Informal Problem Statement:

Given a string, e.g. $ACCABBAB$, we want to colour some letters red and some letters blue (and some not at all), such that reading only the red letters from left to right yields the same result as reading only the blue letters.

In the example we could colour them like this: $A\color{blue}{C}\color{red}{CAB}B\color{blue}{AB}$

Therefore, we say $CAB$ is a repeated subsequence of $ACCABBAB$. It is also a longest repeated subsequence (which is easy to check).

Can we compute longest repeated subsequences efficiently?

Formal Question:

Is it NP-hard to decide for a string and some $k$, whether a repeated subsequence of length $k$ exists in the string?

• If so: Which problem can be reduced to this problem?
• If not: What is an efficient algorithm? (obviously, this algorithm can then be used to compute a longest repeated subsequence)

Bonus Question:

Will their always be a repeated subsequence of length $n/2 - o(n)$ if the size of the alphabet is bounded by a constant?

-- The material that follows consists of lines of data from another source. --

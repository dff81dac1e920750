//! Position storage and the open/close flows.

use super::core::Engine;
use super::margin::require_more_margin_ratio;
use super::results::{EngineError, PositionResult};
use crate::context::Context;
use crate::custody::CollateralBank;
use crate::events::{
    BadDebtEvent, EventPayload, PositionChangedEvent, PositionClosedEvent, TransferDirection,
    TransferEvent,
};
use crate::math;
use crate::oracle::PriceOracle;
use crate::position::{increase_position, Position};
use crate::store::{KvStore, StoreKey};
use crate::types::{Coin, Leverage, Side, SignedSize, TokenPair, TraderAddr};
use rust_decimal::Decimal;

impl<O: PriceOracle, B: CollateralBank> Engine<O, B> {
    pub fn find_position<S: KvStore>(
        &self,
        ctx: &Context<S>,
        pair: &TokenPair,
        trader: &TraderAddr,
    ) -> Result<Option<Position>, EngineError> {
        Ok(ctx.store().get_record(&StoreKey::position(pair, trader))?)
    }

    pub fn get_position<S: KvStore>(
        &self,
        ctx: &Context<S>,
        pair: &TokenPair,
        trader: &TraderAddr,
    ) -> Result<Position, EngineError> {
        self.find_position(ctx, pair, trader)?
            .ok_or_else(|| EngineError::PositionNotFound {
                pair: pair.clone(),
                trader: trader.clone(),
            })
    }

    pub fn set_position<S: KvStore>(
        &self,
        ctx: &mut Context<S>,
        position: &Position,
    ) -> Result<(), EngineError> {
        ctx.store_mut()
            .set_record(&StoreKey::position(&position.pair, &position.trader), position)?;
        Ok(())
    }

    pub(super) fn delete_position<S: KvStore>(
        &self,
        ctx: &mut Context<S>,
        pair: &TokenPair,
        trader: &TraderAddr,
    ) {
        ctx.store_mut()
            .delete(StoreKey::position(pair, trader).as_bytes());
    }

    /// Opens a position, or grows one on the same side, with `margin * leverage` of quote.
    ///
    /// The resulting margin ratio must be at least the pool's maintenance
    /// margin ratio. `base_limit` bounds the base moved (zero disables it).
    #[allow(clippy::too_many_arguments)]
    pub fn open_position<S: KvStore>(
        &mut self,
        ctx: &mut Context<S>,
        trader: &TraderAddr,
        pair: &TokenPair,
        side: Side,
        margin: Decimal,
        leverage: Leverage,
        base_limit: Decimal,
    ) -> Result<PositionResult, EngineError> {
        if margin <= Decimal::ZERO {
            return Err(EngineError::NonPositiveMargin(margin));
        }
        let collateral = self.config.params.collateral_denom.clone();

        ctx.atomic(|ctx| -> Result<PositionResult, EngineError> {
            let pool = self.require_pool(ctx, pair)?;
            if leverage.value() > pool.config.max_leverage {
                return Err(EngineError::InvalidLeverage {
                    leverage: leverage.value(),
                    max_leverage: pool.config.max_leverage,
                });
            }

            let position = match self.find_position(ctx, pair, trader)? {
                Some(existing) => existing,
                None => {
                    let latest_cpf = self.latest_cumulative_premium_fraction(ctx, pair)?;
                    Position::new(pair.clone(), trader.clone(), latest_cpf, ctx.block_height())
                }
            };
            if let Some(existing) = position.side() {
                if existing != side {
                    return Err(EngineError::PositionSideMismatch {
                        existing,
                        requested: side,
                    });
                }
            }

            let notional = math::mul_truncate(margin, leverage.value())?;
            let swap = self.vpool_keeper.swap_quote_for_base(
                ctx,
                pair,
                side.open_direction(),
                notional,
                base_limit,
            )?;
            if swap.base_amount.is_zero() {
                return Err(EngineError::EmptyTrade(notional));
            }
            let exchanged_size = SignedSize::from_side(side, swap.base_amount).value();

            let remain = self.calc_remain_margin_with_funding_payment(ctx, &position, margin)?;
            if !remain.bad_debt.is_zero() {
                return Err(EngineError::HasBadDebt(remain.bad_debt));
            }
            let updated = increase_position(&position, exchanged_size, notional, &remain, ctx.block_height());

            let margin_ratio = self.get_margin_ratio(ctx, &updated)?;
            require_more_margin_ratio(margin_ratio, pool.config.maintenance_margin_ratio, true)?;

            self.set_position(ctx, &updated)?;
            let mark_price = self.vpool_keeper.get_pool(ctx, pair)?.mark_price();

            let coin = Coin::new(&collateral, margin);
            self.bank.send_from_account_to_vault(trader, &coin)?;

            ctx.emit_event(EventPayload::Transfer(TransferEvent {
                trader: trader.clone(),
                coin,
                direction: TransferDirection::ToVault,
            }));
            ctx.emit_event(EventPayload::PositionChanged(PositionChangedEvent {
                pair: pair.clone(),
                trader: trader.clone(),
                exchanged_quote: notional,
                exchanged_size,
                size: updated.size,
                margin: updated.margin,
                open_notional: updated.open_notional,
                mark_price,
                funding_payment: remain.funding_payment,
            }));
            log::info!(
                "{} opened {:?} {} on {} for {} quote, margin ratio {}",
                trader,
                side,
                swap.base_amount,
                pair,
                notional,
                margin_ratio
            );

            Ok(PositionResult {
                position: updated,
                exchanged_quote: notional,
                exchanged_size,
                realized_pnl: Decimal::ZERO,
                bad_debt: Decimal::ZERO,
                funding_payment: remain.funding_payment,
                margin_to_vault: margin,
            })
        })
    }

    /// Swaps the whole position back into the pool and pays out what is left of the margin.
    ///
    /// A shortfall is absorbed by the vault and reported as bad debt.
    pub fn close_position<S: KvStore>(
        &mut self,
        ctx: &mut Context<S>,
        trader: &TraderAddr,
        pair: &TokenPair,
    ) -> Result<PositionResult, EngineError> {
        let collateral = self.config.params.collateral_denom.clone();

        ctx.atomic(|ctx| -> Result<PositionResult, EngineError> {
            self.require_pool(ctx, pair)?;
            let position = self.get_position(ctx, pair, trader)?;
            if position.size.is_zero() {
                return Err(EngineError::PositionNotFound {
                    pair: pair.clone(),
                    trader: trader.clone(),
                });
            }

            let swap = self.vpool_keeper.swap_base_for_quote(
                ctx,
                pair,
                position.size.close_direction(),
                position.size.abs(),
                Decimal::ZERO,
            )?;
            let exit_notional = swap.quote_amount;
            let realized_pnl = position.unrealized_pnl(exit_notional);
            let remain = self.calc_remain_margin_with_funding_payment(ctx, &position, realized_pnl)?;

            self.delete_position(ctx, pair, trader);

            let payout = Coin::new(&collateral, remain.margin);
            if remain.margin > Decimal::ZERO {
                self.bank.send_from_vault_to_account(trader, &payout)?;
                ctx.emit_event(EventPayload::Transfer(TransferEvent {
                    trader: trader.clone(),
                    coin: payout,
                    direction: TransferDirection::FromVault,
                }));
            }
            if !remain.bad_debt.is_zero() {
                ctx.emit_event(EventPayload::BadDebt(BadDebtEvent {
                    pair: pair.clone(),
                    trader: trader.clone(),
                    bad_debt: remain.bad_debt,
                }));
                log::warn!("{} closed on {} with bad debt {}", trader, pair, remain.bad_debt);
            }
            ctx.emit_event(EventPayload::PositionClosed(PositionClosedEvent {
                pair: pair.clone(),
                trader: trader.clone(),
                closed_size: position.size,
                exit_notional,
                realized_pnl,
                margin_returned: remain.margin,
            }));
            log::info!(
                "{} closed {} on {}: pnl {}, returned {}",
                trader,
                position.size,
                pair,
                realized_pnl,
                remain.margin
            );

            let closed = Position {
                size: SignedSize::zero(),
                margin: Decimal::ZERO,
                open_notional: Decimal::ZERO,
                last_update_cumulative_premium_fraction: remain.latest_cumulative_premium_fraction,
                block_number: ctx.block_height(),
                ..position.clone()
            };
            Ok(PositionResult {
                position: closed,
                exchanged_quote: exit_notional,
                exchanged_size: -position.size.value(),
                realized_pnl,
                bad_debt: remain.bad_debt,
                funding_payment: remain.funding_payment,
                margin_to_vault: -remain.margin,
            })
        })
    }
}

(This is known to be true for binary alphabets.)

Edit 2: The negative answer to the Bonus Question is already known for alphabets of size at least $5$. In fact for alphabets of size $Σ$, there are strings with longest repeated subsequences of a length of merely $O(n · Σ^{-1/2})$. Random strings suffice to show this. The result already existed, but I overlooked it.

Edit: Note:

Some people mean "substring" when they say "subsequence". I don't. This is not the problem of finding a substrings twice.

Answer 1

The special case of $k = n/2$ is the same problem as this CST.SE question How hard is unshuffling a string? asks.

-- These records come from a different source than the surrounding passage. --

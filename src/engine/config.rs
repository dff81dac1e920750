//! Engine configuration options.

use crate::config::{ConfigError, Environment, PerpParams};
use crate::context::DEFAULT_MAX_EVENTS;
use serde::{Deserialize, Serialize};

/// Engine configuration.
#[derive(Debug, Clone, PartialEq, Eq, Serialize, Deserialize)]
pub struct EngineConfig {
    pub params: PerpParams,
    /// Maximum number of events a context built by the engine retains.
    pub max_events: usize,
}

impl Default for EngineConfig {
    fn default() -> Self {
        Self {
            params: PerpParams::default(),
            max_events: DEFAULT_MAX_EVENTS,
        }
    }
}

impl EngineConfig {
    pub fn for_environment(env: Environment) -> Self {
        Self {
            params: env.params(),
            ..Self::default()
        }
    }

    pub fn validate(&self) -> Result<(), ConfigError> {
        self.params.validate()
    }
}
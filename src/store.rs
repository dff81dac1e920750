// 9.0 store.rs: byte-keyed state store behind a trait. the engine never touches globals.
// records are serde_json encoded. key layout is {pair}/{kind}[/{counter|trader}].

use crate::types::{TokenPair, TraderAddr};
use serde::de::DeserializeOwned;
use serde::Serialize;
use std::collections::BTreeMap;

#[derive(Debug, Clone, PartialEq, Eq, thiserror::Error)]
pub enum StoreError {
    #[error("failed to encode record for key {key}: {reason}")]
    Encode { key: String, reason: String },

    #[error("failed to decode record at key {key}: {reason}")]
    Decode { key: String, reason: String },
}

pub trait KvStore {
    fn get(&self, key: &[u8]) -> Option<Vec<u8>>;
    fn set(&mut self, key: Vec<u8>, value: Vec<u8>);
    fn delete(&mut self, key: &[u8]);

    fn has(&self, key: &[u8]) -> bool {
        self.get(key).is_some()
    }

    fn get_record<T: DeserializeOwned>(&self, key: &StoreKey) -> Result<Option<T>, StoreError>
    where
        Self: Sized,
    {
        match self.get(key.as_bytes()) {
            None => Ok(None),
            Some(raw) => serde_json::from_slice(&raw)
                .map(Some)
                .map_err(|e| StoreError::Decode {
                    key: key.to_string(),
                    reason: e.to_string(),
                }),
        }
    }

    fn set_record<T: Serialize>(&mut self, key: &StoreKey, value: &T) -> Result<(), StoreError>
    where
        Self: Sized,
    {
        let raw = encode(key, value)?;
        self.set(key.as_bytes().to_vec(), raw);
        Ok(())
    }
}

pub fn encode<T: Serialize>(key: &StoreKey, value: &T) -> Result<Vec<u8>, StoreError> {
    serde_json::to_vec(value).map_err(|e| StoreError::Encode {
        key: key.to_string(),
        reason: e.to_string(),
    })
}

/** 9.1: typed keys. counters are zero-padded so byte order is numeric order */
#[derive(Debug, Clone, PartialEq, Eq, PartialOrd, Ord)]
pub struct StoreKey(String);

impl StoreKey {
    pub fn pool(pair: &TokenPair) -> Self {
        Self(format!("{pair}/pool"))
    }

    pub fn snapshot(pair: &TokenPair, counter: u64) -> Self {
        Self(format!("{pair}/snapshot/{counter:020}"))
    }

    pub fn snapshot_counter(pair: &TokenPair) -> Self {
        Self(format!("{pair}/snapshot_counter"))
    }

    pub fn position(pair: &TokenPair, trader: &TraderAddr) -> Self {
        Self(format!("{pair}/position/{trader}"))
    }

    pub fn pair_metadata(pair: &TokenPair) -> Self {
        Self(format!("{pair}/pair_metadata"))
    }

    pub fn premium_fraction(pair: &TokenPair, index: u64) -> Self {
        Self(format!("{pair}/premium_fraction/{index:020}"))
    }

    pub fn as_bytes(&self) -> &[u8] {
        self.0.as_bytes()
    }
}

impl std::fmt::Display for StoreKey {
    fn fmt(&self, f: &mut std::fmt::Formatter<'_>) -> std::fmt::Result {
        f.write_str(&self.0)
    }
}

// 9.2: ordered in-memory store
#[derive(Debug, Clone, Default, PartialEq, Eq)]
pub struct MemStore {
    entries: BTreeMap<Vec<u8>, Vec<u8>>,
}

impl MemStore {
    pub fn new() -> Self {
        Self::default()
    }

    pub fn len(&self) -> usize {
        self.entries.len()
    }

    pub fn is_empty(&self) -> bool {
        self.entries.is_empty()
    }

    pub fn keys(&self) -> impl Iterator<Item = &[u8]> {
        self.entries.keys().map(|k| k.as_slice())
    }
}

impl KvStore for MemStore {
    fn get(&self, key: &[u8]) -> Option<Vec<u8>> {
        self.entries.get(key).cloned()
    }

    fn set(&mut self, key: Vec<u8>, value: Vec<u8>) {
        self.entries.insert(key, value);
    }

    fn delete(&mut self, key: &[u8]) {
        self.entries.remove(key);
    }
}

/** 9.3: write buffer over a parent. reads fall through, nothing reaches the parent until commit */
#[derive(Debug)]
pub struct CacheStore<'a, S: KvStore> {
    parent: &'a S,
    // None marks a pending delete
    writes: BTreeMap<Vec<u8>, Option<Vec<u8>>>,
}

impl<'a, S: KvStore> CacheStore<'a, S> {
    pub fn new(parent: &'a S) -> Self {
        Self {
            parent,
            writes: BTreeMap::new(),
        }
    }

    pub fn pending(&self) -> usize {
        self.writes.len()
    }

    pub fn into_writes(self) -> BTreeMap<Vec<u8>, Option<Vec<u8>>> {
        self.writes
    }
}

impl<S: KvStore> KvStore for CacheStore<'_, S> {
    fn get(&self, key: &[u8]) -> Option<Vec<u8>> {
        match self.writes.get(key) {
            Some(pending) => pending.clone(),
            None => self.parent.get(key),
        }
    }

    fn set(&mut self, key: Vec<u8>, value: Vec<u8>) {
        self.writes.insert(key, Some(value));
    }

    fn delete(&mut self, key: &[u8]) {
        self.writes.insert(key.to_vec(), None);
    }
}

pub fn apply_writes<S: KvStore>(store: &mut S, writes: BTreeMap<Vec<u8>, Option<Vec<u8>>>) {
    for (key, value) in writes {
        match value {
            Some(value) => store.set(key, value),
            None => store.delete(&key),
        }
    }
}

Buss and Soltys proved NP-completeness of this problem [1] by reducing 3-Partition problem to this problem.

• [1]: Buss, Sam, and Michael Soltys. "Unshuffling a square is NP-hard." Journal of Computer and System Sciences 80.4 (2014): 766-776.

Answer 2

This can be solved in polynomial time by constructing a graph $G$ where each node represents a point $(i,j)$ in some repeated subsequence of $S$ such that $S[i]=S[j]$. Edge between nodes $u$ and $v$ means that $u$ can be continued by $v$ to form a repeated subsequence of length 2.

1. Find the nodes. This can be done in $O(n^2)$ time by building a sorted list of indices for each character $c$, and then enumerating the unique pairs. There are no more than $m=n^2$ nodes.

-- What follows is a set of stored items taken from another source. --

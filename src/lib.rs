// perps-vamm: virtual AMM pricing and margin settlement for perpetual futures.
// the pool holds no tokens: a constant-product curve over virtual reserves sets the price,
// collateral sits in a vault behind the bank trait.
// all computation is deterministic; time and state come from the Context.
//
// file map (search X.0 for structs, X.1+ for logic):
//   1.x  types.rs: primitives: TokenPair, TraderAddr, Direction, Side, Coin, Timestamp
//   1.7  math.rs: 18-digit truncating fixed point
//   2.x  amm/: pool keeper: lifecycle, snapshots, prices, TWAP, swaps
//   3.x  snapshot.rs: reserve snapshot record
//   3.5  vpool.rs: bonding curve, trade/fluctuation/spread limits
//   4.x  position.rs: position struct, PnL, remaining margin
//   5.x  funding.rs: latest cumulative premium fraction per pair
//   6.x  oracle.rs: index price trait (posted + mock)
//   6.5  custody.rs: collateral vault trait (ledger + mock)
//   7.x  config.rs: pool risk bounds, engine params, env presets
//   8.x  engine/: settlement engine: margin, positions, funding, valuation
//   9.x  store.rs: key-value store, cache branch
//   10.x context.rs: block info, event log, atomic branches
//   11.x events.rs: state transition events for audit

// curve and pool state
pub mod amm;
pub mod math;
pub mod snapshot;
pub mod types;
pub mod vpool;

// settlement
pub mod engine;
pub mod events;
pub mod funding;
pub mod position;

// integration modules
pub mod config;
pub mod context;
pub mod custody;
pub mod oracle;
pub mod store;

// re exports for convenience
pub use engine::*;
pub use events::*;
pub use funding::*;
pub use position::*;
pub use types::*;
pub use amm::{AmmError, SwapResult, VpoolKeeper};
pub use config::{ConfigError, Environment, PerpParams, VpoolConfig};
pub use context::Context;
pub use custody::{BankError, CollateralBank, MockBank, VaultLedger, VAULT_HOLDER};
pub use math::MathError;
pub use oracle::{MockOracle, OracleError, PostedPriceOracle, PriceOracle};
pub use snapshot::ReserveSnapshot;
pub use store::{CacheStore, KvStore, MemStore, StoreError, StoreKey};
pub use vpool::{Vpool, VpoolError};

2. Find the edges. It takes $O(1)$ time to check if node $u$ can be continued by node $v$, so by considering all pairs $(u,v)$ this step takes $O(m^2)$ time.

3. Note that the longest path in $G$ may not be a valid repeated subsequence. Consider paths $ab$ and $bc$. If there exists an edge $ac$ then $abc$ is a valid repeated subsequence of length 3. Therefore it takes $O(m^4)$ time to find all repeated subsequences of length 3. In the general case it takes linear time to check whether two valid paths of length $n$ can be combined into a valid path of length $n+1$.

4. Iterate step 3 until no longer paths can be found.